Da delicadeza e sutileza à abstração!
Os mangás femininos, conhecidos como shôjo mangá, têm sido objeto de pesquisa para muitos estudiosos de quadrinhos japoneses por apresentar narrativas e elementos visuais distintos dos demais gêneros de mangá.
Podemos dizer que desde as figuras-bonitas (bijinga) apresentadas nas xilogravuras (aproximadamente final do século XVIII) as mulheres foram retratadas no seu cotidiano, cuidando de sua aparência, lendo, escrevendo, sozinhas ou conversando com outras mulheres, mas frequentemente com gestos, traços e cores delicadas. Esse termo genérico para designar as figuras bonitas femininas traz as características dos olhos, nariz e boca serem pequenos, conhecidos como hikime-kagibana (olhos-riscos, nariz-gancho), elementos um pouco distintos do mangá moderno e contemporâneo, mas que segue o mesmo padrão de sutilezas.

Tôji san bijin (Três figuras bonitas – 1793) – Kitagawa Utamaro
Essas bijinga, vestem quimonos e usam acessórios pertencentes à época, período Edo (1603 – 1868).

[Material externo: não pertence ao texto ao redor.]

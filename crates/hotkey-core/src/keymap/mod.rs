//! Physical key identifiers and scan codes.
//!
//! The injection engine speaks two key vocabularies:
//!
//! - [`PhysicalKey`] – the OS virtual-key code of a key in the catalog.  It is
//!   layout independent and is what the catalog stores.
//! - [`ScanCode`] – the hardware-position code the OS derives from a virtual
//!   key under the current keyboard layout.  Every event the engine submits is
//!   encoded with it, because full-screen and game-style input handlers only
//!   honour scan-code input.
//!
//! The [`scan_set1`] table holds the reference scan codes of a standard US
//! keyboard.  The native backend never uses it (it asks the OS on every call);
//! the recording backend and the tests do.

pub mod scan_set1;

use std::fmt;

use serde::{Deserialize, Serialize};

/// Windows virtual-key code of a key the catalog can drive.
///
/// The discriminant of each variant is its `VK_*` value from `winuser.h`.
#[derive(Debug, Clone, Copy, PartialEq, Eq, Hash, PartialOrd, Ord, Serialize, Deserialize)]
#[repr(u16)]
pub enum PhysicalKey {
    // Numeric keypad (VK_NUMPAD0=0x60 … VK_NUMPAD9=0x69)
    Numpad1 = 0x61,
    Numpad2 = 0x62,
    Numpad4 = 0x64,
    Numpad5 = 0x65,
    Numpad7 = 0x67,
    Numpad8 = 0x68,
    NumLock = 0x90,

    // Control keys
    Space = 0x20,
    Enter = 0x0D,
    Escape = 0x1B,

    // Function keys (VK_F1=0x70 … VK_F12=0x7B)
    F1 = 0x70,
    F2 = 0x71,
    F3 = 0x72,
    F10 = 0x79,
    F12 = 0x7B,

    // Left-hand modifiers
    LeftControl = 0xA2,
    LeftAlt = 0xA4,
}

impl PhysicalKey {
    /// Every key the catalog knows, in virtual-key order.
    pub const ALL: [PhysicalKey; 17] = [
        PhysicalKey::Enter,
        PhysicalKey::Escape,
        PhysicalKey::Space,
        PhysicalKey::Numpad1,
        PhysicalKey::Numpad2,
        PhysicalKey::Numpad4,
        PhysicalKey::Numpad5,
        PhysicalKey::Numpad7,
        PhysicalKey::Numpad8,
        PhysicalKey::F1,
        PhysicalKey::F2,
        PhysicalKey::F3,
        PhysicalKey::F10,
        PhysicalKey::F12,
        PhysicalKey::NumLock,
        PhysicalKey::LeftControl,
        PhysicalKey::LeftAlt,
    ];

    /// Returns the raw virtual-key code.
    pub const fn vk(self) -> u16 {
        self as u16
    }

    /// Looks a key up by its virtual-key code.
    ///
    /// Returns `None` for codes outside the catalog's key set.
    pub fn from_vk(vk: u16) -> Option<Self> {
        Self::ALL.iter().copied().find(|key| key.vk() == vk)
    }

    /// Whether the key must be injected with the extended-key flag.
    ///
    /// NumLock shares scan code 0x45 with Pause; only the extended bit tells
    /// them apart once the event reaches the keyboard driver.
    pub const fn is_extended(self) -> bool {
        matches!(self, PhysicalKey::NumLock)
    }

    /// Whether the key is a modifier whose held state outlives one event.
    pub const fn is_modifier(self) -> bool {
        matches!(self, PhysicalKey::LeftControl | PhysicalKey::LeftAlt)
    }

    /// The `winuser.h` constant name, e.g. `VK_RETURN`.
    pub const fn vk_name(self) -> &'static str {
        match self {
            PhysicalKey::Numpad1 => "VK_NUMPAD1",
            PhysicalKey::Numpad2 => "VK_NUMPAD2",
            PhysicalKey::Numpad4 => "VK_NUMPAD4",
            PhysicalKey::Numpad5 => "VK_NUMPAD5",
            PhysicalKey::Numpad7 => "VK_NUMPAD7",
            PhysicalKey::Numpad8 => "VK_NUMPAD8",
            PhysicalKey::NumLock => "VK_NUMLOCK",
            PhysicalKey::Space => "VK_SPACE",
            PhysicalKey::Enter => "VK_RETURN",
            PhysicalKey::Escape => "VK_ESCAPE",
            PhysicalKey::F1 => "VK_F1",
            PhysicalKey::F2 => "VK_F2",
            PhysicalKey::F3 => "VK_F3",
            PhysicalKey::F10 => "VK_F10",
            PhysicalKey::F12 => "VK_F12",
            PhysicalKey::LeftControl => "VK_LCONTROL",
            PhysicalKey::LeftAlt => "VK_LMENU",
        }
    }
}

impl fmt::Display for PhysicalKey {
    fn fmt(&self, f: &mut fmt::Formatter<'_>) -> fmt::Result {
        write!(f, "{}(0x{:02X})", self.vk_name(), self.vk())
    }
}

/// Hardware-position code of a key, as produced by the OS layout translation.
///
/// `code` is the scan-code-set-1 make code; `extended` records whether the
/// key sits behind the `0xE0` / `0xE1` prefix.
#[derive(Debug, Clone, Copy, PartialEq, Eq, Hash, Serialize, Deserialize)]
pub struct ScanCode {
    code: u8,
    extended: bool,
}

impl ScanCode {
    pub const fn new(code: u8, extended: bool) -> Self {
        Self { code, extended }
    }

    /// Decodes the value returned by `MapVirtualKeyW(vk, MAPVK_VK_TO_VSC_EX)`.
    ///
    /// The low byte is the make code and the next byte, when present, is the
    /// `0xE0`/`0xE1` prefix.  A zero make code means the layout has no scan
    /// code for the key, which yields `None`.
    pub fn from_vsc_ex(raw: u32) -> Option<Self> {
        let code = (raw & 0xFF) as u8;
        if code == 0 {
            return None;
        }
        let prefix = (raw >> 8) & 0xFF;
        Some(Self {
            code,
            extended: prefix == 0xE0 || prefix == 0xE1,
        })
    }

    pub const fn code(self) -> u8 {
        self.code
    }

    pub const fn is_extended(self) -> bool {
        self.extended
    }

    /// Returns a copy with the extended bit forced on when `extended` is set.
    pub const fn with_extended(self, extended: bool) -> Self {
        Self {
            code: self.code,
            extended: self.extended || extended,
        }
    }
}

impl fmt::Display for ScanCode {
    fn fmt(&self, f: &mut fmt::Formatter<'_>) -> fmt::Result {
        if self.extended {
            write!(f, "E0 {:02X}", self.code)
        } else {
            write!(f, "{:02X}", self.code)
        }
    }
}

#[cfg(test)]
mod tests {
    use super::*;
    use std::collections::HashSet;

    #[test]
    fn test_all_keys_have_distinct_vk_codes() {
        let codes: HashSet<u16> = PhysicalKey::ALL.iter().map(|k| k.vk()).collect();
        assert_eq!(codes.len(), PhysicalKey::ALL.len());
    }

    #[test]
    fn test_from_vk_finds_every_catalog_key() {
        for key in PhysicalKey::ALL {
            assert_eq!(PhysicalKey::from_vk(key.vk()), Some(key), "{key}");
        }
    }

    #[test]
    fn test_from_vk_rejects_codes_outside_the_catalog() {
        // VK_DIVIDE, VK_A, VK_RCONTROL
        for vk in [0x6Fu16, 0x41, 0xA3] {
            assert_eq!(PhysicalKey::from_vk(vk), None, "0x{vk:02X}");
        }
    }

    #[test]
    fn test_function_keys_use_their_own_vk_codes() {
        assert_eq!(PhysicalKey::F1.vk(), 0x70);
        assert_eq!(PhysicalKey::F2.vk(), 0x71);
        assert_eq!(PhysicalKey::F3.vk(), 0x72);
        assert_eq!(PhysicalKey::F10.vk(), 0x79);
        assert_eq!(PhysicalKey::F12.vk(), 0x7B);
    }

    #[test]
    fn test_only_numlock_is_extended() {
        let extended: Vec<_> = PhysicalKey::ALL.into_iter().filter(|k| k.is_extended()).collect();
        assert_eq!(extended, vec![PhysicalKey::NumLock]);
    }

    #[test]
    fn test_modifiers_are_left_control_and_left_alt() {
        let modifiers: Vec<_> = PhysicalKey::ALL.into_iter().filter(|k| k.is_modifier()).collect();
        assert_eq!(modifiers, vec![PhysicalKey::LeftControl, PhysicalKey::LeftAlt]);
    }

    #[test]
    fn test_display_includes_vk_name_and_code() {
        assert_eq!(PhysicalKey::Enter.to_string(), "VK_RETURN(0x0D)");
    }

    #[test]
    fn test_scan_code_from_vsc_ex_plain_code() {
        let sc = ScanCode::from_vsc_ex(0x1C).expect("non-zero code");
        assert_eq!(sc.code(), 0x1C);
        assert!(!sc.is_extended());
    }

    #[test]
    fn test_scan_code_from_vsc_ex_e0_prefix_sets_extended() {
        let sc = ScanCode::from_vsc_ex(0xE01D).expect("non-zero code");
        assert_eq!(sc.code(), 0x1D);
        assert!(sc.is_extended());
    }

    #[test]
    fn test_scan_code_from_vsc_ex_zero_is_none() {
        assert_eq!(ScanCode::from_vsc_ex(0), None);
        assert_eq!(ScanCode::from_vsc_ex(0xE000), None);
    }

    #[test]
    fn test_with_extended_never_clears_the_bit() {
        let sc = ScanCode::new(0x45, true);
        assert!(sc.with_extended(false).is_extended());
        assert!(ScanCode::new(0x45, false).with_extended(true).is_extended());
    }

    #[test]
    fn test_scan_code_display() {
        assert_eq!(ScanCode::new(0x1C, false).to_string(), "1C");
        assert_eq!(ScanCode::new(0x45, true).to_string(), "E0 45");
    }
}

Seus corpos são levemente torcidos em forma “S”, com olhar, geralmente, angelical, movimentos das mãos sutis, corpos arredondados, pés pequenos e finos. Estas mesmas fisionomias são encontradas nas figuras de Nakahara Jun’ichi, bem como nos mangás dos anos 1970 e 1980, todos eles apresentando a moda de suas épocas.
No entanto, além de conter essas características físicas, os mangás shôjo contam com uma narrativa repleta de fantasias, romances e aventuras, acompanhadas de sofrimentos e decepções consttituídos, geralmente, por um triângulo amoroso.
É comum a protagonista se apaixonar pelo rapaz mais maduro e misterioso, pois a busca daquilo que é oculto é mais interessante e intrigante do que aquilo que é evidente. Comumente seu desenvolvimento como mulher a faz notar que o alvo de sua paixão secreta sempre foi atencioso e protetor com ela.
Os shôjo mangás exibem peculiaridades também nos seus quadros e páginas. Sabemos de algumas técnicas para fazer uma história em quadrinhos como, por exemplo, quantidades de quadros numa página, formatos de dimensões dos balões de diálogo, o que deve conter no primeiro e último quadro de uma página, quantidade de quadros na vertical e horizontal, espaçamento entre um quadro e outro, composição dentro de um quadro e também da página etc; mas que essas regras nem sempre são respeitadas pelos japoneses, principalmente desse gênero de mangá.
Os planos de fundo são linhas abstratas que não apresentam formas de algo do mundo real, ou são metáforas visuais, as quais expressam os sentimentos e o estado psicológico dos personagens e consequentemente da narrativa. Os shôjo mangá são os que mais produzem efeito emocional. Os planos de fundo e algumas metáforas visuais desses mangás são inspiradas nas padronagens de quimonos tradicionais japoneses. As formas e figuras encontradas nestas vestimentas seguem os elementos presentes nas estações do ano, tanto de plantas e frutos quanto de cores.
Outra característica interessante, são as quadrinizações das páginas. Os quadros nem sempre são retangulares ou quadrados. Existe um dinamismo com linhas diagonais, sangria, sobreposição de quadros ou mesmo quadros “vazios”, indicando passagem de tempo ou apenas um respiro ao leitor. Essa sobreposição de quadros, segundo o pesquisador Fusanosuke Natsume, é feita a partir de camadas, ou seja, é feito um plano de fundo geral na página e os quadros são justapostos, podendo ter quadros dentro de outros quadros. Porém, em algumas páginas desses mangás, é possível observar o plano de fundo como sendo o último plano, mas no decorrer do percurso do olhar, o encontramos como primeiro plano, em outras palavras, teremos uma página tridimensional.
As linhas e traços dos shôjo mangás também têm suas particularidades. Os traços são mais soltos, finos e delicados. O leitor parece participar mais do percurso que os seus olhos fazem no personagem, plano de fundo e quadrinização, visto que, as linhas parecem complementar um com o outro, não havendo regras de leitura, cada leitor segue o seu caminho, mas o ponto final será o mesmo para todos.
Enfim, podemos dizer que os shôjo mangás de 1970 e 1980 eram mais experimentais, livres, expressivos. Cada leitor e observador era absorvido pelos espaços vazios e cheios, entravam por entre os quadros, interagiam de forma diferente com os elementos da narrativa, sejam eles textuais ou gráficos, também tinham a liberdade de transitar como quisessem que chegariam no mesmo resultado.